Member of the European Parliament Petras Austrevicius, who initiates a new sanctions list, said that Savchenko was subject to torture in prison.
It is worth noting that the Ukrainian gunner has never complained of torture. US Secretary of State John Kerry delivered a public speech, in which he said that Savchenko was kept in custody in violation to the Minsk Accord. Kerry did not specify any violations, though.
Britain's Minister for Europe David Lidington appealed to the Russian authorities saying that he was extremely concerned about reports saying that Ukrainian citizen Nadia (Nadezhda) Savchenko refused from taking food and water protesting against her illegal detention in Russia. It remains unclear why Savchenko's detention in Russia is unlawful.
Against such a background, many Russian bloggers joke that if a prisoner of Guantanamo goes on a hunger strike, Obama, will instantly pardon them.
In general, we are witnessing yet another political circus and crocodile tears for the "poor woman, who was caught in the brutal bone-breaking mill of the Russian system."
Firstly, Savchenko is suspected of the murder of Russian citizens. Moreover, she stated that she had killed Russians before, although "without malice."
Secondly, given the politicized degree of the trial, it develops in full conformity with the rules of the Russian law. As for health insinuations, it is up to Savchenko to decide to eat or not to eat. The people, whom she killed, do not have any choice at all.
As for the requirements to release the "political prisoner," may we wonder about the lives of many citizens of Ukraine, who were thrown in jail because they were "agents of the Russian Federal Security Bureau?" In Ukraine, thousands of people fall victims of political persecution. Most of them are abused and tortured. What about them? There is nothing about them, because this is a form of the Ukrainian democracy. Uncle Sam allows Ukraine to torture its citizens "a little."
In the United States, there is the notorious Guantanamo prison (as well as a number of secret prisons outside the US), where people have been tortured for decades. This is OK too, because they torture "enemies of democracy" there. This will be another reason to expand old and impose new sanctions on Russia.
Noteworthy, Russian Foreign Ministry spokeswoman Maria Zakharova gave a few reasons suggesting that John Kerry did not write his own speech about the need for Savchenko's release.

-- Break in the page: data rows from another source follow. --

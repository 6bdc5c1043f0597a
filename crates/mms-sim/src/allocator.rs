//! `ServerPool` — assigns each arriving entity to one of `s` servers.
//!
//! # Policy
//!
//! Entities are offered strictly in arrival order.  For each one:
//!
//! ```text
//! free = { k : busy_until[k] <= arrival }
//! if free is non-empty:
//!     server = min(free)                 // lowest index wins
//!     start  = arrival                   // no wait
//! else:
//!     server = first k with busy_until[k] == min(busy_until)
//!     start  = busy_until[server] + 1    // next tick after that completion
//! end = start + service
//! busy_until[server] = end
//! ```
//!
//! The pool starts with every server at `Tick(0)`, so the first entity always
//! finds server 0 free and starts on arrival.
//!
//! The `+ 1` in the wait branch is a quantization artifact: a waiting entity
//! begins one whole tick after the completion it was waiting on.  It is kept
//! so traces stay comparable with runs of the reference model.
//!
//! The queue itself is implicit.  Because entities are offered in arrival
//! order and each waiting entity takes the earliest-freeing server, service
//! is FCFS without ever materializing a wait list.

use mms_core::{ServerId, Tick};

/// Outcome of placing one entity.
#[derive(Debug, Clone, Copy, PartialEq, Eq)]
pub struct Assignment {
    pub server: ServerId,
    pub start:  Tick,
    pub end:    Tick,
    /// `true` if no server was free at arrival.
    pub waited: bool,
}

/// Per-server availability, indexed by `ServerId`.
#[derive(Debug, Clone)]
pub struct ServerPool {
    busy_until: Vec<Tick>,
}

impl ServerPool {
    /// A pool of `server_count` idle servers.
    ///
    /// # Panics
    /// Panics if `server_count` is zero; callers validate the config first.
    pub fn new(server_count: u32) -> Self {
        assert!(server_count >= 1, "a server pool needs at least one server");
        Self {
            busy_until: vec![Tick::ZERO; server_count as usize],
        }
    }

    #[inline]
    pub fn len(&self) -> usize {
        self.busy_until.len()
    }

    #[inline]
    pub fn is_empty(&self) -> bool {
        self.busy_until.is_empty()
    }

    /// The tick at which each server next becomes free.
    #[inline]
    pub fn busy_until(&self) -> &[Tick] {
        &self.busy_until
    }

    /// `true` if `server` has nothing in progress at `at`.
    #[inline]
    pub fn is_free(&self, server: ServerId, at: Tick) -> bool {
        self.busy_until[server.index()] <= at
    }

    /// Place the next entity (in arrival order) and record its completion.
    pub fn assign(&mut self, arrival: Tick, service: u64) -> Assignment {
        let (index, start, waited) = match self.first_free(arrival) {
            Some(k) => (k, arrival, false),
            None => {
                let k = self.earliest_release();
                (k, self.busy_until[k] + 1, true)
            }
        };

        let end = start + service;
        self.busy_until[index] = end;

        Assignment {
            server: ServerId(index as u32),
            start,
            end,
            waited,
        }
    }

    /// Lowest-index server idle at `at`.
    fn first_free(&self, at: Tick) -> Option<usize> {
        self.busy_until.iter().position(|&t| t <= at)
    }

    /// First server (by index) holding the minimum busy-until time.
    fn earliest_release(&self) -> usize {
        let mut best = 0;
        for (k, &t) in self.busy_until.iter().enumerate().skip(1) {
            if t < self.busy_until[best] {
                best = k;
            }
        }
        best
    }
}
//! Unit tests for mms-core primitives.

#[cfg(test)]
mod ids {
    use crate::{EntityId, ServerId};

    #[test]
    fn index_and_order() {
        let id = EntityId(42);
        assert_eq!(id.index(), 42);
        assert!(ServerId(1) < ServerId(2));
    }

    #[test]
    fn display() {
        assert_eq!(ServerId(3).to_string(), "ServerId(3)");
    }
}

#[cfg(test)]
mod time {
    use crate::{Rounding, Tick};

    #[test]
    fn tick_arithmetic() {
        let t = Tick(10);
        assert_eq!(t + 5, Tick(15));
        assert_eq!(Tick(15) - Tick(10), 5u64);
        assert_eq!(Tick(7).to_string(), "T7");
    }

    #[test]
    fn ceil_rounds_up() {
        assert_eq!(Rounding::Ceil.quantize(0.01), 1);
        assert_eq!(Rounding::Ceil.quantize(3.0), 3);
        assert_eq!(Rounding::Ceil.quantize(3.2), 4);
    }

    #[test]
    fn nearest_rounds_half_up() {
        assert_eq!(Rounding::Nearest.quantize(0.4), 0);
        assert_eq!(Rounding::Nearest.quantize(2.5), 3);
        assert_eq!(Rounding::Nearest.quantize(7.49), 7);
    }

    #[test]
    fn degenerate_inputs_quantize_to_zero() {
        for r in [Rounding::Ceil, Rounding::Nearest] {
            assert_eq!(r.quantize(0.0), 0);
            assert_eq!(r.quantize(-4.0), 0);
            assert_eq!(r.quantize(f64::NAN), 0);
            assert_eq!(r.quantize(f64::INFINITY), 0);
        }
    }

    #[test]
    fn default_is_ceil() {
        assert_eq!(Rounding::default(), Rounding::Ceil);
    }
}

#[cfg(test)]
mod rng {
    use crate::{ExpVariates, MmsError, SimRng, VariateSource};

    #[test]
    fn deterministic_same_seed() {
        let mut a = ExpVariates::new(7, 0.5, 0.1).unwrap();
        let mut b = ExpVariates::new(7, 0.5, 0.1).unwrap();
        for _ in 0..200 {
            assert_eq!(a.interarrival_secs().to_bits(), b.interarrival_secs().to_bits());
            assert_eq!(a.service_secs().to_bits(), b.service_secs().to_bits());
        }
    }

    #[test]
    fn streams_are_independent_of_call_interleaving() {
        let mut interleaved = ExpVariates::new(3, 1.0, 2.0).unwrap();
        let mut batched = ExpVariates::new(3, 1.0, 2.0).unwrap();

        let mut gaps_a = Vec::new();
        for _ in 0..50 {
            gaps_a.push(interleaved.interarrival_secs());
            interleaved.service_secs();
        }
        let gaps_b: Vec<f64> = (0..50).map(|_| batched.interarrival_secs()).collect();
        assert_eq!(gaps_a, gaps_b);
    }

    #[test]
    fn sample_mean_tracks_rate() {
        let mut v = ExpVariates::new(11, 0.25, 4.0).unwrap();
        let n = 20_000;
        let mean: f64 = (0..n).map(|_| v.interarrival_secs()).sum::<f64>() / n as f64;
        // Mean 4.0, standard error 4/sqrt(20000) ≈ 0.03.
        assert!((mean - 4.0).abs() < 0.2, "got {mean}");
    }

    #[test]
    fn samples_are_positive() {
        let mut v = ExpVariates::new(1, 1.0, 1.0).unwrap();
        for _ in 0..1000 {
            assert!(v.interarrival_secs() >= 0.0);
            assert!(v.service_secs() >= 0.0);
        }
    }

    #[test]
    fn rejects_bad_rates() {
        assert!(matches!(
            ExpVariates::new(0, 0.0, 1.0),
            Err(MmsError::InvalidParameter { name: "arrival_rate", .. })
        ));
        assert!(matches!(
            ExpVariates::new(0, 1.0, -2.0),
            Err(MmsError::InvalidParameter { name: "service_rate", .. })
        ));
        assert!(ExpVariates::new(0, f64::NAN, 1.0).is_err());
    }

    #[test]
    fn children_diverge() {
        let mut root = SimRng::new(99);
        let mut c0 = root.child(0);
        let mut c1 = root.child(1);
        let exp = rand_distr::Exp::new(1.0).unwrap();
        let a: f64 = c0.sample(&exp);
        let b: f64 = c1.sample(&exp);
        assert_ne!(a.to_bits(), b.to_bits());
    }
}

#[cfg(test)]
mod config {
    use crate::{MmsError, SimConfig};

    #[test]
    fn reference_is_valid() {
        let cfg = SimConfig::reference();
        cfg.validate().unwrap();
        assert_eq!(cfg.threshold(), 51);
        assert!((cfg.offered_load() - 16.0).abs() < 1e-9);
    }

    #[test]
    fn zero_servers_rejected() {
        let cfg = SimConfig { server_count: 0, ..SimConfig::reference() };
        assert!(matches!(
            cfg.validate(),
            Err(MmsError::InvalidParameter { name: "server_count", .. })
        ));
    }

    #[test]
    fn zero_entities_rejected() {
        let cfg = SimConfig { entity_count: 0, ..SimConfig::reference() };
        assert!(matches!(
            cfg.validate(),
            Err(MmsError::InvalidParameter { name: "entity_count", .. })
        ));
    }

    #[test]
    fn non_positive_rates_rejected() {
        let cfg = SimConfig { arrival_rate: 0.0, ..SimConfig::reference() };
        assert!(cfg.validate().is_err());
        let cfg = SimConfig { service_rate: -1.0, ..SimConfig::reference() };
        assert!(cfg.validate().is_err());
    }

    #[test]
    fn target_probability_out_of_range_rejected() {
        let cfg = SimConfig { target_probability: 1.5, ..SimConfig::reference() };
        assert!(cfg.validate().is_err());
        let cfg = SimConfig { target_probability: f64::NAN, ..SimConfig::reference() };
        assert!(cfg.validate().is_err());
    }

    #[test]
    fn error_message_names_parameter() {
        let err = SimConfig { server_count: 0, ..SimConfig::reference() }
            .validate()
            .unwrap_err();
        assert_eq!(err.to_string(), "invalid parameter `server_count`: must be at least 1");
    }

    #[cfg(feature = "serde")]
    #[test]
    fn partial_json_falls_back_to_reference() {
        let cfg: SimConfig =
            serde_json::from_str(r#"{ "server_count": 15, "rounding": "nearest" }"#).unwrap();
        assert_eq!(cfg.server_count, 15);
        assert_eq!(cfg.rounding, crate::Rounding::Nearest);
        assert_eq!(cfg.entity_count, 1_000);
    }
}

First, Kerry is very well aware of the fact that there is not even a word about Savchenko in the Minsk Accord. Her case does not fall under any paragraph of the agreement. According to Zakharova, Kerry, as the head of the US State Department, understands that the publication of a call for the release of a defendant the day before trial is an act of direct pressure on the court to show influence on the verdict. In addition, Kerry "should keep in mind the Russian victims of American "injustice" whom Washington is in no hurry to release." To crown it all, such "requirements" sound especially ridiculous against the background of reports about secret CIA prisons that appear every month.
According to Zakharova, the US State Department showed no interest in investigating the killing of two Russian journalists, in which Savchenko was allegedly involved. Finally, the Russian official concluded, the USA is too far ahead of many countries of the world in terms of kidnappings of foreign citizens.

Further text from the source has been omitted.